The key market implication is not that anti-amyloid drugs disappear overnight; it is that the burden of proof shifts from broad class acceptance to individualized product-level differentiation. That is a headwind for BIIB because Leqembi still carries the category’s reputational overhang while reimbursement, physician adoption, and patient persistence are all highly sensitivity-driven. The bigger second-order effect is on pipeline capital allocation: if payers increasingly view amyloid as a low-utility spend, pricing power compresses and future launches in the same mechanism face a much steeper evidence hurdle. Near term, the main risk is not FDA withdrawal but slow erosion in net uptake over the next 6-18 months through prior auth friction, tighter coverage criteria, and more conservative neurologist prescribing. Safety remains the cleaner investment lever than efficacy: even a small increase in ARIA rates can materially impair adoption because the therapy is elective, chronic, and administered to frail patients with modest baseline benefit. That asymmetry matters because it means any incremental safety headline can hit volumes harder than a mildly positive efficacy update can help them.
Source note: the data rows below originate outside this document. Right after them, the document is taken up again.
//! Engine configuration.
//!
//! `EngineConfig` fixes everything about a session that does not change
//! while it runs: board dimensions, number of tile styles, the minimum run
//! length that counts as a chain, and the number of moves allotted.
//!
//! Configs can be built in code with the `with_*` methods or loaded from
//! TOML; missing keys fall back to the defaults.
//!
//! ```
//! use match3_engine::core::EngineConfig;
//!
//! let config = EngineConfig::from_toml_str("rows = 6\nmoves_allotted = 10").unwrap();
//! assert_eq!(config.rows, 6);
//! assert_eq!(config.cols, 8);
//! assert_eq!(config.moves_allotted, 10);
//! ```

use std::path::Path;

use serde::{Deserialize, Serialize};

use super::error::ConfigError;
use super::tile::Tile;

/// Default board height.
pub const DEFAULT_ROWS: usize = 8;
/// Default board width.
pub const DEFAULT_COLS: usize = 8;
/// Default number of tile styles.
pub const DEFAULT_NUM_STYLES: u8 = 7;
/// Smallest run that clears.
pub const MIN_CHAIN_LENGTH: usize = 3;
/// Default moves per game.
pub const DEFAULT_MOVES: u32 = 20;

/// Session configuration.
#[derive(Clone, Debug, PartialEq, Eq, Serialize, Deserialize)]
#[serde(default)]
pub struct EngineConfig {
    /// Number of rows on the board.
    pub rows: usize,

    /// Number of columns on the board.
    pub cols: usize,

    /// Number of distinct tile styles (2..=254).
    pub num_styles: u8,

    /// Minimum run length that forms a chain (at least 3).
    pub min_chain_length: usize,

    /// Moves the player may make before the game ends.
    pub moves_allotted: u32,
}

impl Default for EngineConfig {
    fn default() -> Self {
        Self {
            rows: DEFAULT_ROWS,
            cols: DEFAULT_COLS,
            num_styles: DEFAULT_NUM_STYLES,
            min_chain_length: MIN_CHAIN_LENGTH,
            moves_allotted: DEFAULT_MOVES,
        }
    }
}

impl EngineConfig {
    /// Set board dimensions.
    #[must_use]
    pub fn with_size(mut self, rows: usize, cols: usize) -> Self {
        self.rows = rows;
        self.cols = cols;
        self
    }

    /// Set the number of tile styles.
    #[must_use]
    pub fn with_num_styles(mut self, num_styles: u8) -> Self {
        self.num_styles = num_styles;
        self
    }

    /// Set the minimum chain length.
    #[must_use]
    pub fn with_min_chain_length(mut self, len: usize) -> Self {
        self.min_chain_length = len;
        self
    }

    /// Set the number of moves per game.
    #[must_use]
    pub fn with_moves(mut self, moves: u32) -> Self {
        self.moves_allotted = moves;
        self
    }

    /// Check that the config describes a playable board.
    ///
    /// With a single style every refill forms a new chain and the board
    /// never settles. Runs of three are the shortest chain the game
    /// recognises, so `min_chain_length` may raise that bound but not
    /// lower it.
    pub fn validate(&self) -> Result<(), ConfigError> {
        if self.rows == 0 || self.cols == 0 {
            return Err(ConfigError::Validation(format!(
                "board must have at least one row and column (got {}x{})",
                self.rows, self.cols
            )));
        }
        if self.num_styles < 2 {
            return Err(ConfigError::Validation(
                "num_styles must be at least 2".to_string(),
            ));
        }
        if self.num_styles > Tile::MAX_STYLES {
            return Err(ConfigError::Validation(format!(
                "num_styles must be at most {}",
                Tile::MAX_STYLES
            )));
        }
        if self.min_chain_length < MIN_CHAIN_LENGTH {
            return Err(ConfigError::Validation(format!(
                "min_chain_length must be at least {}",
                MIN_CHAIN_LENGTH
            )));
        }
        if self.moves_allotted == 0 {
            return Err(ConfigError::Validation(
                "moves_allotted must be at least 1".to_string(),
            ));
        }
        Ok(())
    }

    /// Parse and validate a TOML document.
    pub fn from_toml_str(content: &str) -> Result<Self, ConfigError> {
        let config: EngineConfig = toml::from_str(content)?;
        config.validate()?;
        Ok(config)
    }

    /// Load configuration from a TOML file.
    pub fn load(path: &Path) -> Result<Self, ConfigError> {
        let content = std::fs::read_to_string(path).map_err(|e| ConfigError::FileRead {
            path: path.to_path_buf(),
            source: e,
        })?;
        Self::from_toml_str(&content)
    }
}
The contrarian read is that the market may overestimate the probability of a broad class re-rating and understate the value of the few approved products that have already cleared regulatory and physician-validation hurdles. The better trade is not a blanket short on all anti-amyloid exposure, but a relative-value short against the most exposed commercialization story. If BIIB is forced to defend the category for another 1-2 quarters without stronger real-world persistence data, the stock likely trades on multiple compression rather than earnings revision.